We then tested the correlation between each of the two statistics measuring genetic diversity (allelic richness ar and expected heterozygosity H) and the geographical distance from East Africa through landmass (table 2). Strong and significant negative correlations between geographical distance from East Africa and both statistics are found for each locus tested (class I and class II). The global correlation between increasing geographical distance and decreasing genetic diversity remains significant after Bonferroni's correction for multiple tests (threshold α′ = 0.007). Allelic richness decreases generally faster than heterozygosity.

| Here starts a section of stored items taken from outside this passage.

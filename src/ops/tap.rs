use std::{
  panic::{self, AssertUnwindSafe},
  sync::Arc,
};

use crate::{
  controllable::{ControlChain, Controllable},
  error::{panic_message, RxError},
  sink::{BoxSink, Sink},
  stream::{Node, Stream},
};

/// A side effect attached to one kind of event.
enum Tap<T> {
  Subscribe(Arc<dyn Fn(&Controllable) + Send + Sync>),
  Next(Arc<dyn Fn(&T) + Send + Sync>),
  Error(Arc<dyn Fn(&RxError) + Send + Sync>),
  Complete(Arc<dyn Fn() + Send + Sync>),
  Final(Arc<dyn Fn() + Send + Sync>),
}

impl<T> Clone for Tap<T> {
  fn clone(&self) -> Self {
    match self {
      Tap::Subscribe(f) => Tap::Subscribe(f.clone()),
      Tap::Next(f) => Tap::Next(f.clone()),
      Tap::Error(f) => Tap::Error(f.clone()),
      Tap::Complete(f) => Tap::Complete(f.clone()),
      Tap::Final(f) => Tap::Final(f.clone()),
    }
  }
}

/// Run a tap callback. A panic is logged and never replaces the event.
fn guarded(event: &'static str, f: impl FnOnce()) {
  if let Err(payload) = panic::catch_unwind(AssertUnwindSafe(f)) {
    tracing::warn!(event, panic = %panic_message(payload.as_ref()), "tap callback panicked");
  }
}

struct TapNode<T> {
  upstream: Stream<T>,
  tap: Tap<T>,
}

impl<T: Send + 'static> Node<T> for TapNode<T> {
  fn perform_subscribe(&self, sink: BoxSink<T>, chain: &Arc<ControlChain>) {
    let sink = TapSink { downstream: sink, tap: self.tap.clone() };
    self.upstream.perform_subscribe(Box::new(sink), chain)
  }
}

struct TapSink<T> {
  downstream: BoxSink<T>,
  tap: Tap<T>,
}

impl<T> Sink<T> for TapSink<T> {
  fn on_subscribe(&mut self, controllable: Controllable) {
    if let Tap::Subscribe(f) = &self.tap {
      guarded("subscribe", || f(&controllable));
    }
    self.downstream.on_subscribe(controllable);
  }

  fn on_next(&mut self, item: T) {
    if let Tap::Next(f) = &self.tap {
      guarded("next", || f(&item));
    }
    self.downstream.on_next(item);
  }

  fn on_error(&mut self, err: RxError) {
    if let Tap::Error(f) = &self.tap {
      guarded("error", || f(&err));
    }
    self.downstream.on_error(err);
  }

  fn on_complete(&mut self) {
    if let Tap::Complete(f) = &self.tap {
      guarded("complete", || f());
    }
    self.downstream.on_complete();
  }

  fn on_final(&mut self) {
    if let Tap::Final(f) = &self.tap {
      guarded("final", || f());
    }
    self.downstream.on_final();
  }
}

impl<T: Send + 'static> Stream<T> {
  fn tap(self, tap: Tap<T>) -> Stream<T> { Stream::from_node(TapNode { upstream: self, tap }) }

  /// Run `f` with the handle of each new subscription.
  pub fn do_on_subscribe(self, f: impl Fn(&Controllable) + Send + Sync + 'static) -> Stream<T> {
    self.tap(Tap::Subscribe(Arc::new(f)))
  }

  /// Inspect each item before it moves on.
  pub fn do_on_next(self, f: impl Fn(&T) + Send + Sync + 'static) -> Stream<T> {
    self.tap(Tap::Next(Arc::new(f)))
  }

  pub fn do_on_error(self, f: impl Fn(&RxError) + Send + Sync + 'static) -> Stream<T> {
    self.tap(Tap::Error(Arc::new(f)))
  }

  pub fn do_on_complete(self, f: impl Fn() + Send + Sync + 'static) -> Stream<T> {
    self.tap(Tap::Complete(Arc::new(f)))
  }

  /// Run `f` when the subscription finalizes, whatever the outcome.
  pub fn do_on_final(self, f: impl Fn() + Send + Sync + 'static) -> Stream<T> {
    self.tap(Tap::Final(Arc::new(f)))
  }
}

#[cfg(test)]
mod test {
  use std::sync::{
    atomic::{AtomicUsize, Ordering},
    Arc,
  };

  use parking_lot::Mutex;

  use crate::{
    prelude::*,
    testing::{Event, Recorder},
  };

  #[test]
  fn taps_see_every_event_in_order() {
    let log = Arc::new(Mutex::new(Vec::new()));
    let (l1, l2, l3, l4) = (log.clone(), log.clone(), log.clone(), log.clone());
    Stream::from_iter(vec![1, 2])
      .do_on_subscribe(move |_| l1.lock().push("subscribe".to_owned()))
      .do_on_next(move |v| l2.lock().push(format!("next {v}")))
      .do_on_complete(move || l3.lock().push("complete".to_owned()))
      .do_on_final(move || l4.lock().push("final".to_owned()))
      .subscribe_fn(|_| {});
    assert_eq!(*log.lock(), vec!["subscribe", "next 1", "next 2", "complete", "final"]);
  }

  #[test]
  fn error_tap_observes_failures() {
    let hits = Arc::new(AtomicUsize::new(0));
    let c_hits = hits.clone();
    let recorder = Recorder::<i32>::new();
    Stream::fail(RxError::msg("bad"))
      .do_on_error(move |err| {
        assert_eq!(err.to_string(), "bad");
        c_hits.fetch_add(1, Ordering::SeqCst);
      })
      .subscribe(recorder.clone());
    assert_eq!(hits.load(Ordering::SeqCst), 1);
    assert_eq!(recorder.events(), vec![Event::Subscribe, Event::Error("bad".into()), Event::Final]);
  }

  #[test]
  fn panicking_tap_does_not_replace_the_event() {
    let recorder = Recorder::new();
    Stream::from_iter(vec![1, 2, 3])
      .do_on_next(|v| {
        if *v == 2 {
          panic!("tap failed on {v}");
        }
      })
      .do_on_final(|| panic!("final tap failed"))
      .subscribe(recorder.clone());
    assert_eq!(
      recorder.events(),
      vec![Event::Subscribe, Event::Next(1), Event::Next(2), Event::Next(3), Event::Complete, Event::Final]
    );
  }
}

(b) Human leucocyte antigen diversity and pathogens
We also computed the correlation between genetic diversity (both ar and H) and pathogen richness, taking into account the geographical distance from East Africa. We considered both all pathogens together and viruses only, which we compared with both class I and class II diversity. Indeed, although the main function of HLA class I molecules is to display virus-derived intracellular peptides to CD8+ cytotoxic T cells and that of HLA class II molecules to present peptides derived from extracellular parasites to CD4+ helper T cells, the mechanisms of the immune response appear to be much more complex; for example, the action of HLA class II molecules triggering an antibody-mediated response may also be necessary in viral infection (W. Reith 2010 and D. Pinschewer 2010, personal communications).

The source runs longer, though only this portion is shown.